Erick Witzel reage mal.

"Amigo, amplia a sua visão de mundo", recomenda.

Ele me ajuda: "Se você não sabe, eu vou explicar. Digamos que você é um homem trans e seja estuprado. O que você acha que acontece? Como você acha que eu vou ser tratado? Como vai ser o meu encaminhamento para a ginecologia? Você acha que é igual ao tratamento que dariam a um homem cis?"

A partir de então, o entrevistado mostra desinteresse pela conversa.

Entrevista coletiva

Na pequena sala da coordenadoria, a entrevista é acompanhada por seis pessoas que se manifestam à vontade. Sentados lado a lado, Erick e a travesti Dandara Vital, "articuladora de movimentos sociais", olham para a tela de um computador; em outra mesa, Rafael, o assessor de imprensa, tecla no celular; Thiago Martins, "assistente de comunicação", sorri em silêncio; separado por uma janela de vidro, o "assessor de ação social", Cris Lacerda, dá palpites em voz alta; em uma sala contígua estão Nelio Georgini e a chefe de gabinete, Lilia Sendin, que é advogada e à dada altura se junta ao grupo para fornecer embasamento jurídico ao discurso LGBTQI+ dos colegas.

Muito entusiasmado, Georgini irrompe a todo instante na sala e fala com empolgação do trabalho da coordenadoria. Ajuda também a conduzir a entrevista. Ensina que é importante "tocar o coração do Erick".

"Eu estou vendo as suas perguntas, com certeza o Erick vai se sentir desconfortável. E por quê? Porque a gente está na era dos millennials... Isso é até para você refletir. Eu entendo a sua visão [do repórter]. É igualzinha à do meu marido. Ele é executivo de banco. Acorda gay, acha que ninguém percebe que ele é gay e, na verdade, não faz a mínima diferença para ele ser gay."

Linguista aplicado

A argúcia de Georgini tem origem definida: "É que eu vim da área da educação, sou linguista aplicado, então cato muito as palavras das pessoas. Sua visão [a do repórter] colide com a do Erick porque você se fez homem e profissional na sociedade em que você nasceu e se criou, e sobreviveu a isso, então essa sociedade te aglutinou tal qual..."
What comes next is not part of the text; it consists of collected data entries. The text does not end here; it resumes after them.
//! Run-once sentinel records and input checksums.
use std::fmt;
use std::path::Path;

use chrono::{DateTime, SecondsFormat, Utc};
use sha2::{Digest, Sha256};

use crate::error::{DodotError, Result};
use crate::fs::Fs;

/// Suffix appended to an input's basename to name its sentinel.
pub const SENTINEL_SUFFIX: &str = ".sentinel";

/// Sentinel file name for an input path: `<basename>.sentinel`.
#[must_use]
pub fn sentinel_name(source: &Path) -> String {
    let base = source
        .file_name()
        .map_or_else(String::new, |n| n.to_string_lossy().into_owned());
    format!("{base}{SENTINEL_SUFFIX}")
}

/// Record that a provisioning input ran: `<checksum>|<RFC3339 timestamp>`.
#[derive(Debug, Clone, PartialEq, Eq)]
pub struct Sentinel {
    /// Checksum of the input that ran.
    pub checksum: String,
    /// When it ran; absent in records written without one.
    pub timestamp: Option<DateTime<Utc>>,
}

impl Sentinel {
    /// Sentinel stamped with the current time.
    #[must_use]
    pub fn now(checksum: impl Into<String>) -> Self {
        Self {
            checksum: checksum.into(),
            timestamp: Some(Utc::now()),
        }
    }

    /// Parse file contents; a trailing newline is optional and a missing or
    /// unparsable timestamp yields `None`.
    #[must_use]
    pub fn parse(content: &str) -> Self {
        let line = content.lines().next().unwrap_or_default().trim();
        let (checksum, timestamp) = line.split_once('|').unwrap_or((line, ""));
        Self {
            checksum: checksum.to_string(),
            timestamp: DateTime::parse_from_rfc3339(timestamp)
                .ok()
                .map(|t| t.with_timezone(&Utc)),
        }
    }
}

impl fmt::Display for Sentinel {
    fn fmt(&self, f: &mut fmt::Formatter<'_>) -> fmt::Result {
        f.write_str(&self.checksum)?;
        if let Some(ts) = self.timestamp {
            write!(f, "|{}", ts.to_rfc3339_opts(SecondsFormat::Secs, true))?;
        }
        Ok(())
    }
}

/// Compute the SHA-256 hex digest of a file's contents.
///
/// # Errors
///
/// Returns a filesystem error if the file cannot be read.
pub fn file_checksum(fs: &dyn Fs, path: &Path) -> Result<String> {
    let bytes = fs
        .read(path)
        .map_err(|e| DodotError::fs("read", path, e))?;
    let hash = Sha256::digest(&bytes);
    Ok(hash.iter().fold(String::with_capacity(64), |mut acc, b| {
        use std::fmt::Write as _;
        let _ = write!(acc, "{b:02x}");
        acc
    }))
}
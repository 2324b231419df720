//! Console and log-file output.
//!
//! Pipeline code logs through the [`Log`] trait. [`Logger`] forwards to the
//! tracing subscriber installed by [`init_subscriber`]; [`BufferedLog`]
//! defers a pack's lines during parallel runs.

mod buffered;
mod logger;
mod subscriber;
mod types;
mod utils;

pub use buffered::BufferedLog;
pub use logger::Logger;
pub use subscriber::init_subscriber;
pub use types::{Log, LogKind};
pub use utils::strip_ansi;

/// Serializes `XDG_CACHE_HOME` manipulation across parallel test threads.
#[cfg(test)]
pub(crate) static TEST_ENV_MUTEX: std::sync::Mutex<()> = std::sync::Mutex::new(());

/// A [`Logger`] whose events reach a log file in a fresh temp cache dir,
/// via a thread-local subscriber. Keep the guard alive for the whole test.
#[cfg(test)]
#[allow(clippy::expect_used)]
pub(crate) fn isolated_logger() -> (Logger, tempfile::TempDir, tracing::dispatcher::DefaultGuard) {
    use tracing_subscriber::{Layer as _, filter::LevelFilter, layer::SubscriberExt as _};
    let tmp = tempfile::tempdir().expect("temp dir");
    let env_lock = TEST_ENV_MUTEX
        .lock()
        .unwrap_or_else(std::sync::PoisonError::into_inner);
    // SAFETY: Protected by TEST_ENV_MUTEX; restored before lock is released.
    #[allow(unsafe_code)]
    unsafe {
        std::env::set_var("XDG_CACHE_HOME", tmp.path());
    }
    let file_layer = subscriber::LogFile::open("test").expect("open log file");
    let log = Logger::new("test");
    // SAFETY: Protected by TEST_ENV_MUTEX.
    #[allow(unsafe_code)]
    unsafe {
        std::env::remove_var("XDG_CACHE_HOME");
    }
    drop(env_lock);
    let subscriber =
        tracing_subscriber::registry().with(file_layer.with_filter(LevelFilter::DEBUG));
    let guard = tracing::dispatcher::set_default(&tracing::Dispatch::new(subscriber));
    (log, tmp, guard)
}
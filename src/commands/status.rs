//! Command: show the deployment status of each pack.
use anyhow::Result;

use super::Session;
use crate::cli::{GlobalOpts, PackArgs};
use crate::datastore::StatusState;
use crate::handlers::tilde;
use crate::pipeline::StatusEntry;
use crate::types::CommandIntent;

/// Icon and colour for a status state.
const fn badge(state: StatusState) -> (&'static str, &'static str) {
    match state {
        StatusState::Ready => ("✓", "\x1b[32m"),
        StatusState::Pending => ("~", "\x1b[33m"),
        StatusState::Missing => ("·", "\x1b[2m"),
        StatusState::Error => ("✗", "\x1b[31m"),
        StatusState::Skipped => ("○", "\x1b[2m"),
    }
}

/// Render one status line (without trailing newline).
fn render_line(entry: &StatusEntry, home: &std::path::Path) -> String {
    let (icon, color) = badge(entry.status.state);
    let target = entry
        .target
        .as_deref()
        .map_or_else(String::new, |t| format!(" -> {}", tilde(home, t)));
    let when = entry
        .status
        .timestamp
        .map_or_else(String::new, |t| format!(" [{}]", t.format("%Y-%m-%d %H:%M")));
    format!(
        "  {color}{icon} {:<8} {}{target}\x1b[0m  \x1b[2m{}{when}\x1b[0m",
        entry.handler, entry.file, entry.status.message
    )
}

/// Print per-pack status lines.
///
/// # Errors
///
/// Returns an error if discovery fails or state cannot be inspected.
#[allow(clippy::print_stdout)]
pub fn run(session: &Session, global: &GlobalOpts, packs: &PackArgs) -> Result<()> {
    let opts = super::options(global, CommandIntent::All, packs, false);
    let entries = session.pipeline.status(&opts)?;
    let home = session.paths().home();

    let mut current: Option<&str> = None;
    for entry in &entries {
        if current != Some(entry.pack.as_str()) {
            println!("{}", entry.pack);
            current = Some(entry.pack.as_str());
        }
        println!("{}", render_line(entry, home));
    }
    if entries.is_empty() {
        println!("no deployable files found");
    }
    Ok(())
}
Eu me pergunto por que a minha visão não pode "colidir com a do Erick".

Gênio arredio

Como se estivesse falando de uma horda de gênios arredios, Georgini avisa que é melhor não provocar os millennials. "Eu tive que 'desierarquizar' a coordenadoria, porque senão eles iriam embora!! Você pensa que eles ficam? Não ficam! E quem faria o trabalho deles? Não existe mais a noção de chefia como a de antigamente, esquece isso! O Erick e a geração dele não estão interessados em saber o quanto você sofreu para ele estar aqui! Os millennials querem chegar no cartório e casar. E nenhum deles encara isso como privilégio."

Perplexo, recapitulo mentalmente a pergunta que eu fiz no início: "Diante da falência da saúde no estado e no município do Rio de Janeiro, dá para exigir prioridade no atendimento de alguma pessoa — LGBTQI+ ou não?"

Corte epistemológico

Enquanto Nelio Georgini responde às perguntas feitas a Erick Witzel, o entrevistado presta atenção na tela do computador. Buscando atraí-lo, executo uma espécie de corte epistemológico. Comento, do nada, que ele não se parece fisicamente com o pai. Erick: "Que comentário é esse!"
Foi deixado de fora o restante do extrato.